##### TASK INPUTS

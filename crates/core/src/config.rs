use std::fmt;
use std::str::FromStr;

use chrono::NaiveDateTime;
use serde::{Deserialize, Serialize};

use crate::error::PipelineError;
use crate::trade::parse_timestamp;
use crate::week::WeekAnchor;

#[derive(Debug, Clone, Default, Serialize, Deserialize)]
#[serde(default)]
pub struct AppConfig {
    pub input: InputConfig,
    pub output: OutputConfig,
    pub pipeline: PipelineSettings,
}

#[derive(Debug, Clone, Serialize, Deserialize)]
#[serde(default)]
pub struct InputConfig {
    pub data_path: String,
}

#[derive(Debug, Clone, Serialize, Deserialize)]
#[serde(default)]
pub struct OutputConfig {
    pub db_path: String,
    pub table: String,
    /// Path prefix for the ranked report; `.csv` and `.xlsx` are appended.
    pub top_report: String,
    pub chart_weekly: String,
    pub chart_symbols: String,
}

/// Pipeline options as they appear in config files and the environment.
///
/// Enumerated options are kept as text here and checked by
/// [`PipelineConfig::from_settings`], so a bad value surfaces as a
/// configuration error rather than a deserialization failure.
#[derive(Debug, Clone, Serialize, Deserialize)]
#[serde(default)]
pub struct PipelineSettings {
    pub top_k: usize,
    pub enable_pnl: bool,
    pub pnl_source: String,
    pub null_timestamp_policy: String,
    pub fill_timestamp: Option<String>,
    pub week_anchor: String,
    pub deduplicate: bool,
    pub keep_unknown_clients: bool,
    pub rank_level: String,
    pub forbid_future_timestamps: bool,
}

impl Default for InputConfig {
    fn default() -> Self {
        Self {
            data_path: "data/trades.csv".to_string(),
        }
    }
}

impl Default for OutputConfig {
    fn default() -> Self {
        Self {
            db_path: "output/agg_result.db".to_string(),
            table: "agg_trades_weekly".to_string(),
            top_report: "output/top_clients".to_string(),
            chart_weekly: "output/weekly_volume.json".to_string(),
            chart_symbols: "output/symbols_total_volume.json".to_string(),
        }
    }
}

impl Default for PipelineSettings {
    fn default() -> Self {
        Self {
            top_k: 3,
            enable_pnl: true,
            pnl_source: "column".to_string(),
            null_timestamp_policy: "drop".to_string(),
            fill_timestamp: None,
            week_anchor: "monday".to_string(),
            deduplicate: false,
            keep_unknown_clients: false,
            rank_level: "symbol".to_string(),
            forbid_future_timestamps: true,
        }
    }
}

/// What to do with a record whose timestamp is missing.
#[derive(Debug, Clone, Copy, PartialEq, Eq, Default)]
pub enum NullTimestampPolicy {
    /// Discard the record.
    #[default]
    Drop,
    /// Substitute a timestamp so the record still aggregates.
    Fill(FillValue),
    /// Abort the run.
    Error,
}

impl NullTimestampPolicy {
    /// Returns the configuration label.
    #[must_use]
    pub fn as_str(&self) -> &'static str {
        match self {
            Self::Drop => "drop",
            Self::Fill(_) => "fill",
            Self::Error => "error",
        }
    }
}

impl fmt::Display for NullTimestampPolicy {
    fn fmt(&self, f: &mut fmt::Formatter<'_>) -> fmt::Result {
        f.write_str(self.as_str())
    }
}

/// Timestamp substituted under [`NullTimestampPolicy::Fill`].
#[derive(Debug, Clone, Copy, PartialEq, Eq)]
pub enum FillValue {
    /// The earliest valid timestamp in the batch, or the Unix epoch if the
    /// batch has none.
    EarliestObserved,
    /// A fixed timestamp.
    Fixed(NaiveDateTime),
}

/// Granularity of the bronze ranking.
#[derive(Debug, Clone, Copy, PartialEq, Eq, Default)]
pub enum RankLevel {
    /// One entry per aggregation row (week, client, symbol).
    #[default]
    Symbol,
    /// One entry per client, summed across weeks and symbols.
    Client,
}

impl FromStr for RankLevel {
    type Err = PipelineError;

    fn from_str(s: &str) -> Result<Self, Self::Err> {
        match s.trim().to_lowercase().as_str() {
            "symbol" | "row" => Ok(Self::Symbol),
            "client" | "user" => Ok(Self::Client),
            _ => Err(PipelineError::configuration(format!(
                "invalid rank_level: '{s}'. Valid values: symbol, client"
            ))),
        }
    }
}

/// Where per-trade PnL comes from.
#[derive(Debug, Clone, Copy, PartialEq, Eq, Default)]
pub enum PnlSource {
    /// The `pnl` column of the input.
    #[default]
    Column,
    /// Signed cashflow: `price * quantity`, positive for sells and negative
    /// otherwise.
    Cashflow,
}

impl FromStr for PnlSource {
    type Err = PipelineError;

    fn from_str(s: &str) -> Result<Self, Self::Err> {
        match s.trim().to_lowercase().as_str() {
            "column" => Ok(Self::Column),
            "cashflow" => Ok(Self::Cashflow),
            _ => Err(PipelineError::configuration(format!(
                "invalid pnl_source: '{s}'. Valid values: column, cashflow"
            ))),
        }
    }
}

/// Validated pipeline configuration.
#[derive(Debug, Clone, PartialEq, Eq)]
pub struct PipelineConfig {
    pub top_k: usize,
    pub enable_pnl: bool,
    pub pnl_source: PnlSource,
    pub null_timestamp_policy: NullTimestampPolicy,
    pub week_anchor: WeekAnchor,
    pub deduplicate: bool,
    pub keep_unknown_clients: bool,
    pub rank_level: RankLevel,
}

impl Default for PipelineConfig {
    fn default() -> Self {
        Self {
            top_k: 3,
            enable_pnl: true,
            pnl_source: PnlSource::Column,
            null_timestamp_policy: NullTimestampPolicy::Drop,
            week_anchor: WeekAnchor::default(),
            deduplicate: false,
            keep_unknown_clients: false,
            rank_level: RankLevel::Symbol,
        }
    }
}

impl PipelineConfig {
    /// Validates raw settings into a typed configuration.
    ///
    /// # Errors
    ///
    /// Returns [`PipelineError::Configuration`] for unknown enum values,
    /// `top_k == 0`, an unparseable `fill_timestamp`, or a `fill_timestamp`
    /// given without the `fill` policy.
    pub fn from_settings(settings: &PipelineSettings) -> Result<Self, PipelineError> {
        if settings.top_k == 0 {
            return Err(PipelineError::configuration("top_k must be at least 1"));
        }

        let fill_timestamp = match settings.fill_timestamp.as_deref().map(str::trim) {
            None | Some("") => None,
            Some(raw) => Some(parse_timestamp(raw).ok_or_else(|| {
                PipelineError::configuration(format!("invalid fill_timestamp: '{raw}'"))
            })?),
        };

        let policy = settings.null_timestamp_policy.trim().to_lowercase();
        let null_timestamp_policy = match policy.as_str() {
            "drop" => NullTimestampPolicy::Drop,
            "error" => NullTimestampPolicy::Error,
            "fill" => NullTimestampPolicy::Fill(
                fill_timestamp.map_or(FillValue::EarliestObserved, FillValue::Fixed),
            ),
            other => {
                return Err(PipelineError::configuration(format!(
                    "invalid null_timestamp_policy: '{other}'. Valid values: drop, fill, error"
                )))
            }
        };

        let is_fill = matches!(null_timestamp_policy, NullTimestampPolicy::Fill(_));
        if fill_timestamp.is_some() && !is_fill {
            return Err(PipelineError::configuration(format!(
                "fill_timestamp is only valid with null_timestamp_policy=fill (got {null_timestamp_policy})"
            )));
        }

        Ok(Self {
            top_k: settings.top_k,
            enable_pnl: settings.enable_pnl,
            pnl_source: settings.pnl_source.parse()?,
            null_timestamp_policy,
            week_anchor: settings.week_anchor.parse()?,
            deduplicate: settings.deduplicate,
            keep_unknown_clients: settings.keep_unknown_clients,
            rank_level: settings.rank_level.parse()?,
        })
    }
}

##########

Which lines of the records above contain the word "InputConfig"? Report each one.

    pub input: InputConfig,
pub struct InputConfig {
impl Default for InputConfig {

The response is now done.